First, I want to thank all the contributors for all the time and effort that they have put into this blog. I won’t say I have read all of them, but I have considered a significant portion of them not only in my own lifestyle but in my preparation. My own situation is that I work in a large city in the south and the family is miles away. I have been prepping for a few years now and would just like to offer a few observations. I have done all the normal things at the retreat, including food to last years, medical supplies, ammo, and guns– basically the beans, bullets, and band-aid thing. However, I will have this problem one-hundred and sixty five miles door to door! It makes me tired just typing it. If you’re in a large metropolitan area I think you will need more than one escape route. As I started my prepping I became more observant on my travels back to the apartment where I live while at work. What would happen if:

  1. the Route had no electricity (stop lights weren’t working),
  2. the Route had electricity (stop lights worked) but I was trapped behind stalled cars,
  3. the Route had an overpass jammed or an off ramp jammed, or
  4. I had no transportation because my vehicle is not functioning (get a bicycle)?

Then I started thinking what routes are pointing the way out of town.
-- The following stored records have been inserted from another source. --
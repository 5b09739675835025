use serde::{Deserialize, Serialize};
use std::path::{Path, PathBuf};
use std::str::FromStr;

use crate::guard::{normalize, GuardDecision};

// ─── Categories ──────────────────────────────────────────────────────────────

/// Built-in cleanup categories. Declaration order is the display order.
#[derive(Debug, Clone, Copy, PartialEq, Eq, PartialOrd, Ord, Hash, Serialize, Deserialize)]
#[serde(rename_all = "snake_case")]
pub enum CategoryStep {
    UserCaches,
    UserLogs,
    CrashReports,
    TemporaryFiles,
    ApplicationSupport,
    SystemCaches,
    SystemLogs,
}

impl CategoryStep {
    pub const ALL: [CategoryStep; 7] = [
        CategoryStep::UserCaches,
        CategoryStep::UserLogs,
        CategoryStep::CrashReports,
        CategoryStep::TemporaryFiles,
        CategoryStep::ApplicationSupport,
        CategoryStep::SystemCaches,
        CategoryStep::SystemLogs,
    ];

    /// Identifier used on the command line and in JSON
    pub fn key(&self) -> &'static str {
        match self {
            CategoryStep::UserCaches => "user_caches",
            CategoryStep::UserLogs => "user_logs",
            CategoryStep::CrashReports => "crash_reports",
            CategoryStep::TemporaryFiles => "temporary_files",
            CategoryStep::ApplicationSupport => "application_support",
            CategoryStep::SystemCaches => "system_caches",
            CategoryStep::SystemLogs => "system_logs",
        }
    }
}

impl std::fmt::Display for CategoryStep {
    fn fmt(&self, f: &mut std::fmt::Formatter<'_>) -> std::fmt::Result {
        match self {
            CategoryStep::UserCaches => write!(f, "User Caches"),
            CategoryStep::UserLogs => write!(f, "User Logs"),
            CategoryStep::CrashReports => write!(f, "Crash Reports"),
            CategoryStep::TemporaryFiles => write!(f, "Temporary Files"),
            CategoryStep::ApplicationSupport => write!(f, "Application Support"),
            CategoryStep::SystemCaches => write!(f, "System Caches"),
            CategoryStep::SystemLogs => write!(f, "System Logs"),
        }
    }
}

impl FromStr for CategoryStep {
    type Err = String;

    fn from_str(s: &str) -> Result<Self, Self::Err> {
        let wanted = s.trim().to_lowercase().replace('-', "_");
        CategoryStep::ALL
            .into_iter()
            .find(|step| step.key() == wanted)
            .ok_or_else(|| {
                let known: Vec<&str> = CategoryStep::ALL.iter().map(|s| s.key()).collect();
                format!("unknown category '{}' (expected one of: {})", s, known.join(", "))
            })
    }
}

// ─── Items ───────────────────────────────────────────────────────────────────

/// One removable path. Identity within a scan is `(category step, path)`.
#[derive(Debug, Clone, PartialEq, Serialize, Deserialize)]
pub struct CleanupItem {
    /// Absolute, normalized
    pub path: PathBuf,
    pub name: String,
    #[serde(default, skip_serializing_if = "Option::is_none")]
    pub size: Option<u64>,
    #[serde(default, skip_serializing_if = "Option::is_none")]
    pub detail: Option<String>,
    pub selected: bool,
    pub guard_decision: GuardDecision,
}

impl CleanupItem {
    /// Selected by default; the name is the last path component
    pub fn new(path: impl AsRef<Path>) -> Self {
        let path = normalize(path);
        let name = path
            .file_name()
            .map(|n| n.to_string_lossy().into_owned())
            .unwrap_or_else(|| path.display().to_string());
        Self {
            path,
            name,
            size: None,
            detail: None,
            selected: true,
            guard_decision: GuardDecision::Allow,
        }
    }

    pub fn with_size(mut self, size: u64) -> Self {
        self.size = Some(size);
        self
    }

    pub fn with_detail(mut self, detail: impl Into<String>) -> Self {
        self.detail = Some(detail.into());
        self
    }

    pub fn with_selected(mut self, selected: bool) -> Self {
        self.selected = selected;
        self
    }
}

#[derive(Debug, Clone, PartialEq, Serialize, Deserialize)]
pub struct CleanupCategory {
    pub step: CategoryStep,
    pub items: Vec<CleanupItem>,
    pub enabled: bool,
}

impl CleanupCategory {
    /// Enabled iff it has items
    pub fn new(step: CategoryStep, items: Vec<CleanupItem>) -> Self {
        let enabled = !items.is_empty();
        Self {
            step,
            items,
            enabled,
        }
    }

    pub fn selected_items(&self) -> impl Iterator<Item = &CleanupItem> {
        self.items.iter().filter(|i| i.selected)
    }

    pub fn selected_count(&self) -> usize {
        self.selected_items().count()
    }

    /// Has at least one selected item and takes part in the next run
    pub fn is_active(&self) -> bool {
        self.enabled && self.selected_count() > 0
    }

    pub fn total_size(&self) -> u64 {
        self.items.iter().filter_map(|i| i.size).sum()
    }

    pub fn selected_size(&self) -> u64 {
        self.selected_items().filter_map(|i| i.size).sum()
    }
}

// ─── Outcomes ────────────────────────────────────────────────────────────────

/// What one category's execution reports back. Exactly one per active category.
#[derive(Debug, Clone, PartialEq, Eq, Serialize, Deserialize)]
pub struct CleanupOutcome {
    pub success: bool,
    pub message: String,
    #[serde(default, skip_serializing_if = "Option::is_none")]
    pub recovery_suggestion: Option<String>,
}

impl CleanupOutcome {
    pub fn success(message: impl Into<String>) -> Self {
        Self {
            success: true,
            message: message.into(),
            recovery_suggestion: None,
        }
    }

    pub fn failure(message: impl Into<String>, recovery: Option<String>) -> Self {
        Self {
            success: false,
            message: message.into(),
            recovery_suggestion: recovery.filter(|r| !r.trim().is_empty()),
        }
    }
}

#[derive(Debug, Clone, PartialEq, Eq, Serialize, Deserialize)]
pub struct RunSummary {
    pub success: bool,
    pub headline: String,
    /// One line per active category, in processing order
    pub details: Vec<String>,
    #[serde(default, skip_serializing_if = "Option::is_none")]
    pub recovery: Option<String>,
}

#[derive(Debug, Clone, PartialEq, Eq, Serialize, Deserialize)]
#[serde(tag = "status", rename_all = "snake_case")]
pub enum RunStatus {
    Pending,
    Running,
    Succeeded {
        message: String,
    },
    Failed {
        message: String,
        #[serde(default, skip_serializing_if = "Option::is_none")]
        recovery: Option<String>,
    },
}

#[derive(Debug, Clone, PartialEq, Eq, Serialize, Deserialize)]
pub struct CategoryRunState {
    pub step: CategoryStep,
    #[serde(flatten)]
    pub status: RunStatus,
}

/// Snapshot published to subscribers after every change
#[derive(Debug, Clone, Default, PartialEq, Serialize)]
pub struct OrchestratorState {
    pub categories: Vec<CleanupCategory>,
    pub scanning: bool,
    pub running: bool,
    /// Weighted fraction of the current (or last) run, 0.0 to 1.0
    pub progress: f64,
    pub run_states: Vec<CategoryRunState>,
    pub last_summary: Option<RunSummary>,
    pub scan_warnings: Vec<String>,
}

impl OrchestratorState {
    pub fn category(&self, step: CategoryStep) -> Option<&CleanupCategory> {
        self.categories.iter().find(|c| c.step == step)
    }

    pub fn active_categories(&self) -> impl Iterator<Item = &CleanupCategory> {
        self.categories.iter().filter(|c| c.is_active())
    }
}

/// Result of one `scan()`
#[derive(Debug, Clone, Serialize)]
pub struct ScanReport {
    pub timestamp: chrono::DateTime<chrono::Utc>,
    pub duration_secs: f64,
    pub categories: Vec<CleanupCategory>,
    /// Items a safety layer removed from the executors' results
    pub dropped: usize,
    pub warnings: Vec<String>,
}

impl ScanReport {
    pub fn total_items(&self) -> usize {
        self.categories.iter().map(|c| c.items.len()).sum()
    }

    pub fn total_size(&self) -> u64 {
        self.categories.iter().map(|c| c.total_size()).sum()
    }
}

#[cfg(test)]
mod tests {
    use super::*;

    #[test]
    fn test_step_order_and_parse() {
        let mut steps = vec![CategoryStep::SystemLogs, CategoryStep::UserCaches, CategoryStep::CrashReports];
        steps.sort();
        assert_eq!(
            steps,
            vec![CategoryStep::UserCaches, CategoryStep::CrashReports, CategoryStep::SystemLogs]
        );
        assert_eq!("user-logs".parse::<CategoryStep>(), Ok(CategoryStep::UserLogs));
        assert_eq!("System_Caches".parse::<CategoryStep>(), Ok(CategoryStep::SystemCaches));
        assert!("trash".parse::<CategoryStep>().is_err());
    }

    #[test]
    fn test_item_defaults() {
        let item = CleanupItem::new("/tmp/a/../b/");
        assert_eq!(item.path, PathBuf::from("/tmp/b"));
        assert_eq!(item.name, "b");
        assert!(item.selected);
    }

    #[test]
    fn test_category_activity() {
        let empty = CleanupCategory::new(CategoryStep::UserLogs, vec![]);
        assert!(!empty.enabled);
        assert!(!empty.is_active());

        let cat = CleanupCategory::new(
            CategoryStep::UserLogs,
            vec![
                CleanupItem::new("/tmp/a").with_size(10),
                CleanupItem::new("/tmp/b").with_size(5).with_selected(false),
            ],
        );
        assert!(cat.is_active());
        assert_eq!(cat.selected_count(), 1);
        assert_eq!(cat.selected_size(), 10);
        assert_eq!(cat.total_size(), 15);
    }

    #[test]
    fn test_blank_recovery_is_dropped() {
        let outcome = CleanupOutcome::failure("boom", Some("  ".into()));
        assert_eq!(outcome.recovery_suggestion, None);
    }
}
I thought about roads, railroads, power lines, gas lines, septic systems, and even rain drainage. Okay, so I pulled up Google Earth and started looking around. (Use the “add path” function to highlight, and if you have the snipping tool on Windows it’s great for copying the map.)

  1. Roads— They’re the normal mode of travel. I planned out at least one route that did not involve off-ramps, overpasses, highways, tollways, etc. Okay, so now I have two routes– my normal route and one involving city internal arteries.
  2. Railroads—They’re all on Google Earth. Mark the ones you need. In my case I am now up to a total of four routes home and four routes out of town.
  3. Power Lines—These are also visible on Google Earth. Power companies usually have some type of road for maintenance purposes. However, you might need a bolt cutter to use them!
  4. Gas Lines—Although they’re not so visible, still keep in mind that those stations sticking up out of the ground do lead somewhere.
  5. Septic systems and rain drainage. Well, I think you are probably getting the idea.
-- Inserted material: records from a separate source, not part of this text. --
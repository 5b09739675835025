use serde::{Deserialize, Serialize};
use std::collections::HashSet;
use std::path::{Component, Path, PathBuf};
use std::sync::Arc;

use super::exclusions::{ExclusionStore, MemoryExclusions};
use crate::common::errors::GuardViolation;

/// Classification of a path before anything is allowed to touch it
#[derive(Debug, Clone, Copy, PartialEq, Eq, Hash, Serialize, Deserialize)]
#[serde(rename_all = "snake_case")]
pub enum GuardDecision {
    Allow,
    /// Protected by the user's exclusion list
    Excluded,
    /// Structurally unsafe (empty or the filesystem root). Never executed upon.
    Restricted,
}

/// Result of classifying a batch that contained no restricted path
#[derive(Debug, Clone, Default, PartialEq, Eq)]
pub struct GuardFilter {
    pub permitted: Vec<PathBuf>,
    pub excluded: Vec<PathBuf>,
}

/// Normalize a path into the absolute, canonical form used for every guard
/// comparison.
///
/// Expands a leading `~`, anchors relative paths at the current directory and
/// resolves `.`, `..`, duplicate separators and trailing slashes lexically.
/// Symlinks are never followed, so the result is the same whether or not the
/// path exists. Blank input yields the empty path.
pub fn normalize(path: impl AsRef<Path>) -> PathBuf {
    let path = path.as_ref();
    let raw = path.to_string_lossy();
    if raw.trim().is_empty() {
        return PathBuf::new();
    }

    let expanded = match (&*raw, dirs::home_dir()) {
        ("~", Some(home)) => home,
        (s, Some(home)) if s.starts_with("~/") => home.join(&s[2..]),
        _ => path.to_path_buf(),
    };

    let absolute = if expanded.is_absolute() {
        expanded
    } else {
        std::env::current_dir()
            .unwrap_or_else(|_| PathBuf::from("/"))
            .join(expanded)
    };

    let mut out = PathBuf::new();
    for component in absolute.components() {
        match component {
            Component::Prefix(prefix) => out.push(prefix.as_os_str()),
            Component::RootDir => out.push(Component::RootDir.as_os_str()),
            Component::CurDir => {}
            Component::ParentDir => {
                // popping at the root leaves the root in place
                out.pop();
            }
            Component::Normal(name) => out.push(name),
        }
    }
    out
}

fn is_root(path: &Path) -> bool {
    path.parent().is_none() && path.has_root()
}

/// Decides whether a path may be touched.
///
/// Stateless apart from the injected exclusion store, which is read on every
/// decision so a toggle in preferences takes effect immediately.
#[derive(Clone)]
pub struct PathGuard {
    store: Arc<dyn ExclusionStore>,
}

impl std::fmt::Debug for PathGuard {
    fn fmt(&self, f: &mut std::fmt::Formatter<'_>) -> std::fmt::Result {
        f.debug_struct("PathGuard")
            .field("exclusions", &self.store.exclusions())
            .finish()
    }
}

impl PathGuard {
    pub fn new(store: Arc<dyn ExclusionStore>) -> Self {
        Self { store }
    }

    /// A guard with an empty in-memory exclusion set
    pub fn without_exclusions() -> Self {
        Self::new(Arc::new(MemoryExclusions::default()))
    }

    fn exclusion_set(&self) -> HashSet<PathBuf> {
        self.store
            .exclusions()
            .iter()
            .map(normalize)
            .filter(|p| !p.as_os_str().is_empty())
            .collect()
    }

    fn classify(normalized: &Path, exclusions: &HashSet<PathBuf>) -> GuardDecision {
        if normalized.as_os_str().is_empty() || is_root(normalized) {
            GuardDecision::Restricted
        } else if exclusions.contains(normalized) {
            GuardDecision::Excluded
        } else {
            GuardDecision::Allow
        }
    }

    pub fn decision(&self, path: impl AsRef<Path>) -> GuardDecision {
        Self::classify(&normalize(path), &self.exclusion_set())
    }

    /// Classify a batch. Any restricted path rejects the whole batch;
    /// otherwise paths are split into permitted and excluded, normalized.
    pub fn filter<I, P>(&self, paths: I) -> Result<GuardFilter, GuardViolation>
    where
        I: IntoIterator<Item = P>,
        P: AsRef<Path>,
    {
        let exclusions = self.exclusion_set();
        let mut result = GuardFilter::default();
        let mut restricted = Vec::new();

        for path in paths {
            let normalized = normalize(path);
            match Self::classify(&normalized, &exclusions) {
                GuardDecision::Allow => result.permitted.push(normalized),
                GuardDecision::Excluded => result.excluded.push(normalized),
                GuardDecision::Restricted => restricted.push(normalized),
            }
        }

        if !restricted.is_empty() {
            tracing::warn!(count = restricted.len(), "guard rejected batch with restricted paths");
            return Err(GuardViolation::RestrictedPath { paths: restricted });
        }
        Ok(result)
    }

    /// Normalized path if it may be touched
    pub fn ensure_allowed(&self, path: impl AsRef<Path>) -> Result<PathBuf, GuardViolation> {
        let filtered = self.filter([path])?;
        filtered
            .permitted
            .into_iter()
            .next()
            .ok_or(GuardViolation::ExcludedPath {
                paths: filtered.excluded,
            })
    }

    /// Add or remove a user exclusion. The path is normalized before it is stored.
    pub fn set_excluded(&self, path: impl AsRef<Path>, excluded: bool) -> anyhow::Result<()> {
        let normalized = normalize(path);
        if normalized.as_os_str().is_empty() {
            anyhow::bail!("Cannot exclude an empty path");
        }
        self.store
            .set_excluded(&normalized.to_string_lossy(), excluded)
    }

    /// Current exclusions, normalized and sorted
    pub fn exclusions(&self) -> Vec<PathBuf> {
        let mut list: Vec<PathBuf> = self.exclusion_set().into_iter().collect();
        list.sort();
        list
    }
}

#[cfg(test)]
mod tests {
    use super::*;

    fn guard_with(paths: &[&str]) -> PathGuard {
        PathGuard::new(Arc::new(MemoryExclusions::with_paths(paths.iter().copied())))
    }

    #[test]
    fn test_normalize_resolves_dots_and_slashes() {
        assert_eq!(normalize("/a/./b//c/"), PathBuf::from("/a/b/c"));
        assert_eq!(normalize("/a/b/../c"), PathBuf::from("/a/c"));
        assert_eq!(normalize("/../.."), PathBuf::from("/"));
        assert_eq!(normalize("/a/.."), PathBuf::from("/"));
    }

    #[test]
    fn test_normalize_blank_is_empty() {
        assert_eq!(normalize(""), PathBuf::new());
        assert_eq!(normalize("   "), PathBuf::new());
    }

    #[test]
    fn test_normalize_relative_is_absolute() {
        let cwd = std::env::current_dir().unwrap();
        assert_eq!(normalize("x/y"), cwd.join("x/y"));
    }

    #[test]
    fn test_normalize_expands_home() {
        if let Some(home) = dirs::home_dir() {
            assert_eq!(normalize("~/Library/Caches"), home.join("Library/Caches"));
            assert_eq!(normalize("~"), home);
        }
    }

    #[test]
    fn test_restricted_inputs() {
        let guard = PathGuard::without_exclusions();
        assert_eq!(guard.decision(""), GuardDecision::Restricted);
        assert_eq!(guard.decision("/"), GuardDecision::Restricted);
        assert_eq!(guard.decision("//"), GuardDecision::Restricted);
        assert_eq!(guard.decision("/tmp/.."), GuardDecision::Restricted);
        assert_eq!(guard.decision("/tmp"), GuardDecision::Allow);
    }

    #[test]
    fn test_restricted_wins_over_exclusion() {
        let guard = guard_with(&["/"]);
        assert_eq!(guard.decision("/"), GuardDecision::Restricted);
    }

    #[test]
    fn test_exclusion_is_exact_not_prefix() {
        let guard = guard_with(&["/Users/x/Library/Caches/app"]);
        assert_eq!(
            guard.decision("/Users/x/Library/Caches/app/"),
            GuardDecision::Excluded
        );
        assert_eq!(
            guard.decision("/Users/x/Library/Caches/app/../app"),
            GuardDecision::Excluded
        );
        assert_eq!(
            guard.decision("/Users/x/Library/Caches/app/sub"),
            GuardDecision::Allow
        );
        assert_eq!(
            guard.decision("/Users/x/Library/Caches/application"),
            GuardDecision::Allow
        );
    }

    #[test]
    fn test_unnormalized_exclusion_entries_still_match() {
        let guard = guard_with(&["/Users/x/Library/Caches/./app//"]);
        assert_eq!(
            guard.decision("/Users/x/Library/Caches/app"),
            GuardDecision::Excluded
        );
    }

    #[test]
    fn test_filter_partitions() {
        let guard = guard_with(&["/Users/x/Library/Caches/app"]);
        let result = guard
            .filter(["/Users/x/Library/Caches/app", "/Users/x/tmp/a"])
            .unwrap();
        assert_eq!(result.permitted, vec![PathBuf::from("/Users/x/tmp/a")]);
        assert_eq!(
            result.excluded,
            vec![PathBuf::from("/Users/x/Library/Caches/app")]
        );
    }

    #[test]
    fn test_filter_fails_closed_on_any_restricted() {
        let guard = PathGuard::without_exclusions();
        let err = guard.filter(["/tmp/a", "/", "", "/tmp/b"]).unwrap_err();
        assert_eq!(
            err,
            GuardViolation::RestrictedPath {
                paths: vec![PathBuf::from("/"), PathBuf::new()]
            }
        );
    }

    #[test]
    fn test_ensure_allowed() {
        let guard = guard_with(&["/tmp/keep"]);
        assert_eq!(
            guard.ensure_allowed("/tmp/./a").unwrap(),
            PathBuf::from("/tmp/a")
        );
        assert!(matches!(
            guard.ensure_allowed("/tmp/keep"),
            Err(GuardViolation::ExcludedPath { .. })
        ));
        assert!(matches!(
            guard.ensure_allowed("/"),
            Err(GuardViolation::RestrictedPath { .. })
        ));
    }

    #[test]
    fn test_set_excluded_takes_effect_immediately() {
        let guard = PathGuard::without_exclusions();
        assert_eq!(guard.decision("/tmp/a"), GuardDecision::Allow);
        guard.set_excluded("/tmp/./a/", true).unwrap();
        assert_eq!(guard.decision("/tmp/a"), GuardDecision::Excluded);
        assert_eq!(guard.exclusions(), vec![PathBuf::from("/tmp/a")]);
        guard.set_excluded("/tmp/a", false).unwrap();
        assert_eq!(guard.decision("/tmp/a"), GuardDecision::Allow);
        assert!(guard.set_excluded("", true).is_err());
    }
}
Anyway don’t get functionally fixed about what is showing you possible routes, just G.O.O.D. (Get Out of Dodge)

What will it be like? First some highlights of an economic breakdown, civil unrest, or nuclear or solar grid-down situation. Just pick your poison. Here’s just a quick review.

  1. People will want what you have (food).
  2. People will probably try to take what you have (vehicle gas, water).
  3. Muggings, gang violence, assorted personal crimes will be rampant (car/bicycle theft).
  4. You will probably be chased down for anything you may possess. (medical attention required)
  5. You will consider fleeing the inner city any way possible, but it will be a fight all the way out. (lose weapon, out of ammo)
  6. You might find a place outside the city (country) that will offer temporary refuge.
  7. The gangs of people will eventually leave the city for one reason or another.
  8. Et cetera. I am sure, for the most part, I am preaching to the choir here. Of course, I considered all the normal arteries and methods.

Highways, if available and not clogged with stalled cars, are an option. Just a reminder, if you’re reading this and thinking about using the highways, watch those ramps and overpasses that you might have to use. One stalled car on that ramp or overpass and you’re stuck. These arteries could be jammed with people walking and wondering what happened (if EMP is the event), so this was not my first choice in an EMP event.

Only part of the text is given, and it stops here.